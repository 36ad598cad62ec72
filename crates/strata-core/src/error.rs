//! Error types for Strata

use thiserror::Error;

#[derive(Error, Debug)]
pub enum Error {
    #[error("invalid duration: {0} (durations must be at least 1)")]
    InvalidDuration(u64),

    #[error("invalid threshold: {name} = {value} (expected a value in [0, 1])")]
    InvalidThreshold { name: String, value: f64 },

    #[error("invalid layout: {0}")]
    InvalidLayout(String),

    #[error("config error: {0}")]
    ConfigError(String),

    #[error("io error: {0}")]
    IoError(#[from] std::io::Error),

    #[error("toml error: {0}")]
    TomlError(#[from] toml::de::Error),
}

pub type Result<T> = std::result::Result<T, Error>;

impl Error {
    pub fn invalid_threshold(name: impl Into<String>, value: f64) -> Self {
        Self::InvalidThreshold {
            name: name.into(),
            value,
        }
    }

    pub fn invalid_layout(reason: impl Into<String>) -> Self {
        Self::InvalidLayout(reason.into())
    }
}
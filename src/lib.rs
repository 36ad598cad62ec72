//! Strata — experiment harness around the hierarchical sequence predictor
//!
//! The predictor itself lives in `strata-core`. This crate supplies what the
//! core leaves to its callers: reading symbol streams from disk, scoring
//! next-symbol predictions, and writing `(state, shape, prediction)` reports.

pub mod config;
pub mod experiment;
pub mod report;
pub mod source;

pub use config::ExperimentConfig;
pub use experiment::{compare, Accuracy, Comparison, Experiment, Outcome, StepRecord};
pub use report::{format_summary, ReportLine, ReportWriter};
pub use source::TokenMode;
---
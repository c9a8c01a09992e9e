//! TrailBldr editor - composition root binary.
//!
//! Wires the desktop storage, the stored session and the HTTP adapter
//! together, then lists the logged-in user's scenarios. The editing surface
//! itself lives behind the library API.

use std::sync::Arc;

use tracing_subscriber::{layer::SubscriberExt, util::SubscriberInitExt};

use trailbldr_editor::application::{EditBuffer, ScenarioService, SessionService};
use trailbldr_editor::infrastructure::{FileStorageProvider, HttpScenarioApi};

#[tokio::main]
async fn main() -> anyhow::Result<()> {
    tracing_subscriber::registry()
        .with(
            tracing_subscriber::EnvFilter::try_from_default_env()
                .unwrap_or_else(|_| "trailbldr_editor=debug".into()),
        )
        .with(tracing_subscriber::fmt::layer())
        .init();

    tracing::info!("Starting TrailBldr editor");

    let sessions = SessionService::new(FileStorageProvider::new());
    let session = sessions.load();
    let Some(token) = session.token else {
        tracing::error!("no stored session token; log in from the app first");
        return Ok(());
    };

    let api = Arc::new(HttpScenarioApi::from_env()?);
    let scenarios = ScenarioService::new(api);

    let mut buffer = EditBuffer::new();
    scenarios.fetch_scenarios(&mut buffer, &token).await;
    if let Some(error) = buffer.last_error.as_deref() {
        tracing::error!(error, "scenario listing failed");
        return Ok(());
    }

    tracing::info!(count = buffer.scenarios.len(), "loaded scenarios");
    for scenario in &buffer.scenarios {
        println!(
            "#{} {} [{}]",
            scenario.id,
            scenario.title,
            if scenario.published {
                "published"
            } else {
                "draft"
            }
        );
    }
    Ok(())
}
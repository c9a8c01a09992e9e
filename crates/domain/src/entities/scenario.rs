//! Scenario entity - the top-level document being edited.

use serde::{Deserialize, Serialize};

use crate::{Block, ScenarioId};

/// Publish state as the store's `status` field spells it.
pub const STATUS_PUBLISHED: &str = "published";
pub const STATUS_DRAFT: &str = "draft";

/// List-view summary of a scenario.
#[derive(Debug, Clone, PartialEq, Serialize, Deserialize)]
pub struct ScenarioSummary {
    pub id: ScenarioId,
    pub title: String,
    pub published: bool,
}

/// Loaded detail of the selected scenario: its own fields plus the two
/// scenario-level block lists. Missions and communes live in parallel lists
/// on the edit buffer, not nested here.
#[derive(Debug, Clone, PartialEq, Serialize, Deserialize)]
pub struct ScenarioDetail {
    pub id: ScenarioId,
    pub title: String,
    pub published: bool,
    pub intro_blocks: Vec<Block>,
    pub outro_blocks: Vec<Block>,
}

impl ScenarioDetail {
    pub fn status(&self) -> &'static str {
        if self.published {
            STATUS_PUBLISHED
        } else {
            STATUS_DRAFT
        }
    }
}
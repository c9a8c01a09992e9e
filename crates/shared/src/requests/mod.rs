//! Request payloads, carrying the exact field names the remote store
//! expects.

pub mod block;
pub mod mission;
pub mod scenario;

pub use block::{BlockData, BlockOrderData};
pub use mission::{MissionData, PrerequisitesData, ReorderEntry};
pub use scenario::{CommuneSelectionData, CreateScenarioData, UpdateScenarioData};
...
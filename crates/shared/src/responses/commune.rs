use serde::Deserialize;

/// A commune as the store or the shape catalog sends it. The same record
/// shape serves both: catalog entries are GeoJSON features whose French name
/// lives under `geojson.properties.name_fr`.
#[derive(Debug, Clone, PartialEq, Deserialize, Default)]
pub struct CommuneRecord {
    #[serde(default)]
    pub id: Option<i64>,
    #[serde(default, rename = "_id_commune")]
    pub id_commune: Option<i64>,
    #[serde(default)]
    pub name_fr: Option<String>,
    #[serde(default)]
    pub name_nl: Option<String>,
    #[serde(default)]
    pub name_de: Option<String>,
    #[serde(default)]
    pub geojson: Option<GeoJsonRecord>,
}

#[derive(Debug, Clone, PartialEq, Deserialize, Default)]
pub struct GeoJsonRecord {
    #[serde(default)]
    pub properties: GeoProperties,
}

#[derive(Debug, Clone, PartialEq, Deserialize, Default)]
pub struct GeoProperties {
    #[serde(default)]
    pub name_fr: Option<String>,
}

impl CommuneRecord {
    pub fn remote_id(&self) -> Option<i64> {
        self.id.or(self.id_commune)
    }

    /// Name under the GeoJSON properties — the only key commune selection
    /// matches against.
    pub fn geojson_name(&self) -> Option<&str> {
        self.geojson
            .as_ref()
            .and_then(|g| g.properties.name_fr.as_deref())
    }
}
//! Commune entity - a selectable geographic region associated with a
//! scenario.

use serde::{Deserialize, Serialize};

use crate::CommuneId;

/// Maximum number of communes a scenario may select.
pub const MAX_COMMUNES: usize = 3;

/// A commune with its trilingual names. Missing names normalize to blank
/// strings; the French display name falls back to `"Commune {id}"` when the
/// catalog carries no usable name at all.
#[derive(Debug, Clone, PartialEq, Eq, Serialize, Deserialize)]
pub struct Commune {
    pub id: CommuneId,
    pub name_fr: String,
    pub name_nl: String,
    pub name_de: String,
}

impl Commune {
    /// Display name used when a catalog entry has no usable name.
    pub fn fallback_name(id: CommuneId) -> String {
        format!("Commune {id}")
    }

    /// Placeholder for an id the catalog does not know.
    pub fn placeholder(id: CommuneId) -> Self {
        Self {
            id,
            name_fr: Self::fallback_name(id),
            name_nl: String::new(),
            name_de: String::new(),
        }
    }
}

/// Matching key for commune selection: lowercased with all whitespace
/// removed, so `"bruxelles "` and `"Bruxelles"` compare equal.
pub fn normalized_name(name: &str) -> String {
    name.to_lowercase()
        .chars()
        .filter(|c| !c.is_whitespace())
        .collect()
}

-- Your assignment --
Each line of the records that holds the word "lives" should be copied out.

-- Output for this task --
//! The predictor itself lives in `strata-core`. This crate supplies what the
//! itself lives behind the library API.
/// lives under `geojson.properties.name_fr`.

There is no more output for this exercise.